Isu mengenai perempuan kerapkali seksi, apalagi perempuan itu telah memilih untuk menjanda. Selain itu, semisal mental health menimpa perempuan. Terkhusus paling memungkin titik terendahnya kala suaminya meninggal, lalu dicintai oleh seorang pemuda. Dunia film menjual isu-isu agama, budaya, dan penderitaan, selalu laku (ada dan bisa jadi banyak peminatnya). Tentu hal ini terkait dengan letak geografi negara, di negara dengan kental dengan budaya agama abrahamik akan kerap punya nilai jual dari tiga isu tersebut. 

Komedi dan Ingatan 

Film In Bruges (2008), menghadirkan narasi dan dialog melekat di ingatan, lantaran ada adegan berunsur komedi keseharian. Seolah-olah kita ingin buang air besar tapi tidak jadi, sehingga rekat dalam percakapan sehari-hari seperti; permainan bahasa, gestur, dan perilaku banyol keseharian jarang ditemukan muncul. Bisa pula jadi salah satu daya untuk dibeli ingatan (berkesan). Selain itu, ada adegan di film JCSDFF lucu tidak akan pernah dilupakan oleh penonton.  Adegan itu, dikala melakukan syuting tetiba si actor berjalan biasa tanpa dialog sekadar gunakan gestur tubuh normal, saya dan banyak di antara penonton di bioskop terbahak-bahak, seolah-olah terhipnotis. 
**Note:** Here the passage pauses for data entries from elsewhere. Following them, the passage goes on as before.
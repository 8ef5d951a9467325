//! Input AST node types
//!
//! This is the shape a front end hands to the statement builder. It carries
//! names rather than resolved identifiers and no type information beyond what
//! the script declared; [`Builder`](crate::interpreter::builder::Builder)
//! resolves, checks and lowers it into executable statements.

use serde::{Deserialize, Serialize};

use super::ty::Type;

/// Source location span for diagnostics and the debugger line map
#[derive(Debug, Clone, Copy, PartialEq, Eq, Serialize, Deserialize, Default)]
pub struct Span {
    /// Start line (1-indexed, 0 when unknown)
    pub start_line: usize,
    /// Start column (0-indexed)
    pub start_col: usize,
    /// End line
    pub end_line: usize,
    /// End column
    pub end_col: usize,
}

impl Span {
    pub fn new(start_line: usize, start_col: usize, end_line: usize, end_col: usize) -> Self {
        Self {
            start_line,
            start_col,
            end_line,
            end_col,
        }
    }

    pub fn line(line: usize) -> Self {
        Self::new(line, 0, line, 0)
    }

    /// Create a span that covers both self and other
    pub fn merge(&self, other: &Span) -> Span {
        let (start_line, start_col) = if *self == Span::default() {
            (other.start_line, other.start_col)
        } else if *other == Span::default() {
            (self.start_line, self.start_col)
        } else {
            (self.start_line, self.start_col).min((other.start_line, other.start_col))
        };
        let (end_line, end_col) =
            (self.end_line, self.end_col).max((other.end_line, other.end_col));
        Span {
            start_line,
            start_col,
            end_line,
            end_col,
        }
    }

    /// Whether this span begins lexically after `other` begins
    pub fn starts_after(&self, other: &Span) -> bool {
        (self.start_line, self.start_col) > (other.start_line, other.start_col)
    }
}

/// Helper function for serde to skip serializing default spans
fn is_default_span(span: &Span) -> bool {
    *span == Span::default()
}

/// What kind of body a unit is: decides whether `return` is legal and what it
/// may carry
#[derive(Debug, Clone, PartialEq, Serialize, Deserialize, Default)]
#[serde(tag = "t")]
pub enum UnitKind {
    /// Global statements; `return` is illegal
    #[default]
    Toplevel,
    /// A function body. Without a declared yield type the first `return`
    /// with an expression fixes it.
    Function {
        #[serde(default, skip_serializing_if = "Option::is_none")]
        yield_type: Option<Type>,
    },
    Event,
    Hook,
}

/// Literal constant
#[derive(Debug, Clone, PartialEq, Serialize, Deserialize)]
#[serde(tag = "t")]
pub enum Lit {
    Bool { v: bool },
    Int { v: i64 },
    Count { v: u64 },
    Double { v: f64 },
    Str { v: String },
    /// Seconds
    Interval { v: f64 },
    /// Seconds since the epoch
    Time { v: f64 },
}

/// A declared local or constant
#[derive(Debug, Clone, Serialize, Deserialize)]
pub struct LocalDecl {
    pub name: String,
    #[serde(rename = "type")]
    pub ty: Type,
    /// Present for constants; the identifier is then folded wherever a
    /// constant is required
    #[serde(default, rename = "const", skip_serializing_if = "Option::is_none")]
    pub konst: Option<Lit>,
    #[serde(default, skip_serializing_if = "is_default_span")]
    pub span: Span,
}

/// A script unit: one body plus the locals it declares
#[derive(Debug, Clone, Serialize, Deserialize)]
pub struct Unit {
    pub name: String,
    #[serde(default)]
    pub kind: UnitKind,
    /// Source file, used for the debugger line map
    #[serde(default, skip_serializing_if = "Option::is_none")]
    pub file: Option<String>,
    #[serde(default)]
    pub locals: Vec<LocalDecl>,
    pub body: Stmt,
}

/// Loop variable, optionally typed
#[derive(Debug, Clone, Serialize, Deserialize)]
pub struct LoopVar {
    pub name: String,
    #[serde(default, rename = "type", skip_serializing_if = "Option::is_none")]
    pub ty: Option<Type>,
    #[serde(default, skip_serializing_if = "is_default_span")]
    pub span: Span,
}

/// `type T` or `type T as name` case label
#[derive(Debug, Clone, Serialize, Deserialize)]
pub struct TypeLabel {
    #[serde(rename = "type")]
    pub ty: Type,
    #[serde(default, skip_serializing_if = "Option::is_none")]
    pub binding: Option<String>,
    #[serde(default, skip_serializing_if = "is_default_span")]
    pub span: Span,
}

/// One `case`/`default` arm. Neither `values` nor `types` means `default`.
#[derive(Debug, Clone, Serialize, Deserialize)]
pub struct Case {
    #[serde(default, skip_serializing_if = "Option::is_none")]
    pub values: Option<Vec<Expr>>,
    #[serde(default, skip_serializing_if = "Option::is_none")]
    pub types: Option<Vec<TypeLabel>>,
    pub body: Stmt,
    #[serde(default, skip_serializing_if = "is_default_span")]
    pub span: Span,
}

/// `timeout <expr> { body }` clause of a `when`
#[derive(Debug, Clone, Serialize, Deserialize)]
pub struct Timeout {
    pub expr: Expr,
    #[serde(default, skip_serializing_if = "Option::is_none")]
    pub body: Option<Box<Stmt>>,
}

/// Statement AST node
#[derive(Debug, Clone, Serialize, Deserialize)]
#[serde(tag = "t")]
pub enum Stmt {
    List {
        body: Vec<Stmt>,
        #[serde(default, skip_serializing_if = "is_default_span")]
        span: Span,
    },
    /// Handler bodies of one event, all executed regardless of flow
    BodyList {
        body: Vec<Stmt>,
        #[serde(default, skip_serializing_if = "is_default_span")]
        span: Span,
    },
    Expr {
        expr: Expr,
        #[serde(default, skip_serializing_if = "is_default_span")]
        span: Span,
    },
    Print {
        args: Vec<Expr>,
        #[serde(default, skip_serializing_if = "is_default_span")]
        span: Span,
    },
    Event {
        name: String,
        args: Vec<Expr>,
        #[serde(default, skip_serializing_if = "is_default_span")]
        span: Span,
    },
    If {
        test: Expr,
        then_s: Box<Stmt>,
        #[serde(default, skip_serializing_if = "Option::is_none")]
        else_s: Option<Box<Stmt>>,
        #[serde(default, skip_serializing_if = "is_default_span")]
        span: Span,
    },
    While {
        test: Expr,
        body: Box<Stmt>,
        #[serde(default, skip_serializing_if = "is_default_span")]
        span: Span,
    },
    For {
        vars: Vec<LoopVar>,
        #[serde(default, skip_serializing_if = "Option::is_none")]
        value_var: Option<LoopVar>,
        iterable: Expr,
        body: Box<Stmt>,
        #[serde(default, skip_serializing_if = "is_default_span")]
        span: Span,
    },
    Switch {
        expr: Expr,
        cases: Vec<Case>,
        #[serde(default, skip_serializing_if = "is_default_span")]
        span: Span,
    },
    Add {
        target: Expr,
        #[serde(default, skip_serializing_if = "is_default_span")]
        span: Span,
    },
    Delete {
        target: Expr,
        #[serde(default, skip_serializing_if = "is_default_span")]
        span: Span,
    },
    Next {
        #[serde(default, skip_serializing_if = "is_default_span")]
        span: Span,
    },
    Break {
        #[serde(default, skip_serializing_if = "is_default_span")]
        span: Span,
    },
    Fallthrough {
        #[serde(default, skip_serializing_if = "is_default_span")]
        span: Span,
    },
    Return {
        #[serde(default, skip_serializing_if = "Option::is_none")]
        value: Option<Expr>,
        #[serde(default, skip_serializing_if = "is_default_span")]
        span: Span,
    },
    /// Reset aggregate locals to fresh empty values
    Init {
        names: Vec<String>,
        #[serde(default, skip_serializing_if = "is_default_span")]
        span: Span,
    },
    Null {
        #[serde(default, skip_serializing_if = "is_default_span")]
        span: Span,
    },
    When {
        cond: Expr,
        body: Box<Stmt>,
        #[serde(default, skip_serializing_if = "Option::is_none")]
        timeout: Option<Timeout>,
        #[serde(default)]
        is_return: bool,
        #[serde(default, skip_serializing_if = "is_default_span")]
        span: Span,
    },
}

impl Stmt {
    /// Get the span of this statement
    pub fn span(&self) -> Span {
        match self {
            Stmt::List { span, .. }
            | Stmt::BodyList { span, .. }
            | Stmt::Expr { span, .. }
            | Stmt::Print { span, .. }
            | Stmt::Event { span, .. }
            | Stmt::If { span, .. }
            | Stmt::While { span, .. }
            | Stmt::For { span, .. }
            | Stmt::Switch { span, .. }
            | Stmt::Add { span, .. }
            | Stmt::Delete { span, .. }
            | Stmt::Next { span }
            | Stmt::Break { span }
            | Stmt::Fallthrough { span }
            | Stmt::Return { span, .. }
            | Stmt::Init { span, .. }
            | Stmt::Null { span }
            | Stmt::When { span, .. } => *span,
        }
    }
}

/// Unary operators
#[derive(Debug, Clone, Copy, PartialEq, Eq, Serialize, Deserialize)]
pub enum UnaryOp {
    Negate,
    Positive,
    Not,
}

/// Binary operators
#[derive(Debug, Clone, Copy, PartialEq, Eq, Serialize, Deserialize)]
pub enum BinaryOp {
    Add,
    Sub,
    Mul,
    Div,
    Mod,
    Eq,
    Ne,
    Lt,
    Le,
    Gt,
    Ge,
    And,
    Or,
}

impl BinaryOp {
    pub fn symbol(self) -> &'static str {
        match self {
            BinaryOp::Add => "+",
            BinaryOp::Sub => "-",
            BinaryOp::Mul => "*",
            BinaryOp::Div => "/",
            BinaryOp::Mod => "%",
            BinaryOp::Eq => "==",
            BinaryOp::Ne => "!=",
            BinaryOp::Lt => "<",
            BinaryOp::Le => "<=",
            BinaryOp::Gt => ">",
            BinaryOp::Ge => ">=",
            BinaryOp::And => "&&",
            BinaryOp::Or => "||",
        }
    }

    pub fn is_comparison(self) -> bool {
        matches!(
            self,
            BinaryOp::Eq | BinaryOp::Ne | BinaryOp::Lt | BinaryOp::Le | BinaryOp::Gt | BinaryOp::Ge
        )
    }

    pub fn is_logical(self) -> bool {
        matches!(self, BinaryOp::And | BinaryOp::Or)
    }
}

/// Expression AST node
#[derive(Debug, Clone, Serialize, Deserialize)]
#[serde(tag = "t")]
pub enum Expr {
    Const {
        value: Lit,
        #[serde(default, skip_serializing_if = "is_default_span")]
        span: Span,
    },
    Name {
        name: String,
        #[serde(default, skip_serializing_if = "is_default_span")]
        span: Span,
    },
    Unary {
        op: UnaryOp,
        operand: Box<Expr>,
        #[serde(default, skip_serializing_if = "is_default_span")]
        span: Span,
    },
    Binary {
        op: BinaryOp,
        lhs: Box<Expr>,
        rhs: Box<Expr>,
        #[serde(default, skip_serializing_if = "is_default_span")]
        span: Span,
    },
    Assign {
        target: Box<Expr>,
        value: Box<Expr>,
        #[serde(default, skip_serializing_if = "is_default_span")]
        span: Span,
    },
    Index {
        target: Box<Expr>,
        index: Vec<Expr>,
        #[serde(default, skip_serializing_if = "is_default_span")]
        span: Span,
    },
    In {
        elem: Vec<Expr>,
        target: Box<Expr>,
        #[serde(default, skip_serializing_if = "is_default_span")]
        span: Span,
    },
    Size {
        operand: Box<Expr>,
        #[serde(default, skip_serializing_if = "is_default_span")]
        span: Span,
    },
}

impl Expr {
    /// Get the span of this expression
    pub fn span(&self) -> Span {
        match self {
            Expr::Const { span, .. }
            | Expr::Name { span, .. }
            | Expr::Unary { span, .. }
            | Expr::Binary { span, .. }
            | Expr::Assign { span, .. }
            | Expr::Index { span, .. }
            | Expr::In { span, .. }
            | Expr::Size { span, .. } => *span,
        }
    }
}

#[cfg(test)]
mod tests {
    use super::*;

    #[test]
    fn test_merge_spans() {
        let a = Span::new(3, 4, 3, 10);
        let b = Span::new(5, 0, 7, 2);
        assert_eq!(a.merge(&b), Span::new(3, 4, 7, 2));
        assert_eq!(Span::default().merge(&b), b);
    }

    #[test]
    fn test_stmt_from_json() {
        let json = r#"{
            "t": "If",
            "test": {"t": "Const", "value": {"t": "Bool", "v": true}},
            "then_s": {"t": "Break"},
            "span": {"start_line": 2, "start_col": 0, "end_line": 2, "end_col": 20}
        }"#;
        let stmt: Stmt = serde_json::from_str(json).unwrap();
        assert_eq!(stmt.span().start_line, 2);
        assert!(matches!(stmt, Stmt::If { else_s: None, .. }));
    }
}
Romantis dan komedi seolah-oleh bergandengan, sebab film punya ruang begitu luas serta detail seolah di dunia riil. Namun tidak dengan di hadapan cinta, bisa terjadi hangat di dunia film, dunia film dapat dihadirkan dengan riil hingga paling bisa diterima dalam memperhatikan peristiwa perlakuan rasa cinta pada pasangan. Dengan memperjuangkan menulis kisah-kisah gelap dalam hidup Hana. Bukan malah mendapat pujian malah dapat cacian. Bagus sungguh malang, makin malang, niat membuat bahagia, tapi dirinya menderita karena kesalahan. Lantaran Hana tidak terima kisahnya ditulis, lalu difilmkan. 

Ketika menonton film, secara pribadi saya seperti halnya membaca buku. Pembuka pada film, kalau di buku paragraf awal buku enak dibaca atau membuat penasaran tidak; itu terjadi ketika menonton film. Sehingga ada harapan besar pada film kalau dapat memunculkan impresi sekaligus informasi—tak lepas diingatan. Impresi di ingatan pada dialog serta perilaku lucu, kerap terjadi. Informasi terkait dunia film terdapat sisi gelap dapat dipertimbangkan dengan kebutuhan pasar (industry film)—yang dapat membawa keuntungan besar, bukan lagi dengan idealis seorang penulis skripnya. 

Babak pertama film dibuka oleh tokoh utama yaitu Bagus, Bagus datang membawa file skrip film untuk menemui Pak Yuram, lalu mendiskusikan. Obrolan mereka; “Kamu mau nunggu, tidak masuk? ‘seperti anak SD saja diantar’—padahal sudah tua!” bergumam pada Hana. Bagus pada dasarnya lucu, dia ingin ngelucu. Sedangkan Hana nunggu di luar kantor. Masuk, langsung bicarakan proyek film. Antusias Bagus sangat meledak-ledak karena film perdana diterima, senang dikarenakan sepanjang karir di dunia menulis naskah film sekadar adaptasi.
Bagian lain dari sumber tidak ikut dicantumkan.